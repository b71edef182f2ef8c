mod reaper;
mod tasks;

pub use reaper::Reaper;
pub use tasks::Tasks;
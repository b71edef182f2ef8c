//! The reapers background tasks and their cadence

use chrono::prelude::*;
use clipforge::Conf;
use std::collections::BTreeMap;

/// Get a UTC timestamp a number of seconds from now
#[macro_export]
macro_rules! from_now {
    ($secs:expr) => {
        chrono::Utc::now() + chrono::Duration::seconds($secs as i64)
    };
}

/// Actions to complete at specific times
#[derive(Debug, Clone, Copy, PartialEq, Eq)]
pub enum Tasks {
    /// Stop machines that have idled past their timeout
    IdleStop,
    /// Rescue jobs stuck in uploading past their presigned window
    StuckUploads,
    /// Reconcile the pool map against the provider
    PoolSync,
}

impl Tasks {
    /// Setup a task queue with all tasks
    ///
    /// Tasks are inserted in a spread out way to minimize collisions. Dev
    /// mode has no machines to stop or reconcile so only the upload sweep
    /// is scheduled.
    ///
    /// # Arguments
    ///
    /// * `conf` - The clipforge config
    pub fn setup_queue(conf: &Conf) -> BTreeMap<DateTime<Utc>, Tasks> {
        // create an empty map
        let mut queue = BTreeMap::default();
        queue.insert(from_now!(3), Self::StuckUploads);
        if !conf.dev_mode() {
            queue.insert(from_now!(7), Self::IdleStop);
            queue.insert(from_now!(11), Self::PoolSync);
        }
        queue
    }

    /// Get the amount of time to wait before repeating this task
    ///
    /// # Arguments
    ///
    /// * `conf` - The clipforge config
    pub fn delay(&self, conf: &Conf) -> u32 {
        match self {
            Tasks::IdleStop => conf.clipforge.reaper.idle_stop,
            Tasks::StuckUploads => conf.clipforge.reaper.stuck_uploads,
            Tasks::PoolSync => conf.clipforge.reaper.pool_sync,
        }
    }

    /// Get our task as a str
    pub fn as_str(&self) -> &str {
        match self {
            Tasks::IdleStop => "IdleStop",
            Tasks::StuckUploads => "StuckUploads",
            Tasks::PoolSync => "PoolSync",
        }
    }
}
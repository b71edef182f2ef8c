//! The clipforge orchestration core, models, and API

#[macro_use]
extern crate serde_derive;

use std::net::{IpAddr, SocketAddr};

pub mod conf;
pub mod models;
pub mod provider;
pub mod routes;
pub mod spawner;
pub mod utils;

pub use conf::Conf;

/// Build the axum app
///
/// # Arguments
///
/// * `state` - The shared state to serve requests with
/// * `conf` - The clipforge config
fn build_app(state: utils::AppState, conf: &Conf) -> axum::Router {
    use axum::http::header::{HeaderName, HeaderValue};
    use axum::http::{Method, Request};
    use axum::response::Response;
    use std::time::Duration;
    use tower_http::cors::CorsLayer;
    use tower_http::set_header::SetResponseHeaderLayer;
    use tower_http::trace::{DefaultMakeSpan, TraceLayer};
    use tracing::{Level, Span, event};

    // build an axum router
    let mut app = axum::Router::new();
    app = routes::basic::mount(app);
    app = routes::docs::mount(app);
    app = routes::jobs::mount(app);
    app = routes::system::mount(app);
    app = routes::uploads::mount(app);
    app = routes::webhooks::mount(app);
    // build cors middleware for our app
    let cors = if conf.clipforge.cors.insecure {
        CorsLayer::permissive()
    } else {
        // start building our cors settings and allow all methods we use
        let cors = CorsLayer::new().allow_methods([Method::GET, Method::POST]);
        // cast the domains we want to add to the correct type
        let origins = conf
            .clipforge
            .cors
            .domains
            .iter()
            .map(|domain| domain.parse())
            .collect::<Result<Vec<HeaderValue>, _>>()
            .expect("Failed to parse CORS domains");
        cors.allow_origin(origins)
    };
    // add middleware to our app
    app = app
        .layer(
            TraceLayer::new_for_http()
                .make_span_with(DefaultMakeSpan::new().level(Level::INFO))
                .on_request(|req: &Request<_>, span: &Span| {
                    // get our uri as a str
                    let url_and_query = match req.uri().path_and_query() {
                        Some(path_and_query) => path_and_query.as_str(),
                        None => req.uri().path(),
                    };
                    event!(
                        parent: span,
                        Level::INFO,
                        uri = url_and_query,
                        msg = "Starting Request"
                    );
                })
                .on_response(|response: &Response, latency: Duration, span: &Span| {
                    // get our status code
                    let code = response.status();
                    event!(
                        parent: span,
                        Level::INFO,
                        code = code.as_u16(),
                        latency = latency.as_millis(),
                        msg = "Responding to Request"
                    );
                }),
        )
        .layer(cors)
        .layer(SetResponseHeaderLayer::overriding(
            HeaderName::from_static("clipforge-version"),
            HeaderValue::from_str(env!("CARGO_PKG_VERSION"))
                .expect("clipforge version is not a valid header value"),
        ));
    app.with_state(state)
}

/// Launches the clipforge api using axum
///
/// # Arguments
///
/// * `config` - The clipforge config to serve with
///
/// # Panics
///
/// Will panic if we cannot connect to the state store or bind our port.
pub async fn axum(config: Conf) {
    // setup shared object
    let shared = utils::Shared::new(config.clone()).await;
    // get our log level
    let log_level = shared.config.clipforge.tracing.level;
    // log interface/port we are binding to
    info!(
        log_level,
        format!(
            "binding to {}:{}",
            &config.clipforge.interface, &config.clipforge.port
        )
    );
    // build our app state
    let state = utils::AppState::new(shared);
    // build our app
    let app = build_app(state, &config);
    // parse our interface addr
    let bind_addr: IpAddr = config
        .clipforge
        .interface
        .parse()
        .expect("Failed to parse interface addr");
    // get the address and port to bind too
    let addr = SocketAddr::new(bind_addr, config.clipforge.port);
    // bind and start handling requests
    let listener = tokio::net::TcpListener::bind(addr)
        .await
        .expect("Failed to bind to interface");
    axum::serve(listener, app)
        .await
        .expect("Failed to serve the clipforge api");
}
//! Serves the merged openapi docs for the clipforge api

use axum::Router;
use axum::extract::Json;
use axum::routing::get;
use utoipa::OpenApi;

use super::{basic, jobs, system, uploads, webhooks};
use crate::utils::AppState;

/// Return the merged openapi docs for every route module
async fn openapi() -> Json<utoipa::openapi::OpenApi> {
    let mut docs = basic::BasicApiDocs::openapi();
    docs.merge(jobs::JobApiDocs::openapi());
    docs.merge(uploads::UploadApiDocs::openapi());
    docs.merge(system::SystemApiDocs::openapi());
    docs.merge(webhooks::WebhookApiDocs::openapi());
    Json(docs)
}

/// Add the docs routes to our router
///
/// # Arguments
///
// * `router` - The router to add routes too
pub fn mount(router: Router<AppState>) -> Router<AppState> {
    router.route("/api/docs/openapi.json", get(openapi))
}
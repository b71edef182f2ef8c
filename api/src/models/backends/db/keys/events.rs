//! The keys to the upload event queue

use crate::utils::Shared;

/// The keys to the upload event queue and its in flight index
#[derive(Debug)]
pub struct EventKeys;

impl EventKeys {
    /// Builds the key to the upload event queue
    ///
    /// # Arguments
    ///
    /// * `shared` - Shared clipforge objects
    pub fn uploads(shared: &Shared) -> String {
        format!("{}:events:uploads", shared.config.clipforge.namespace)
    }

    /// Builds the key to the in flight upload event set
    ///
    /// # Arguments
    ///
    /// * `shared` - Shared clipforge objects
    pub fn flight(shared: &Shared) -> String {
        format!("{}:events:uploads:flight", shared.config.clipforge.namespace)
    }
}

== == ==

* _WHAT YOU HAVE TO DO_: Scan the material for "Builds" and copy the lines that hold it.

* _WRITTEN SOLUTION_:
    /// Builds the key to the upload event queue
    /// Builds the key to the in flight upload event set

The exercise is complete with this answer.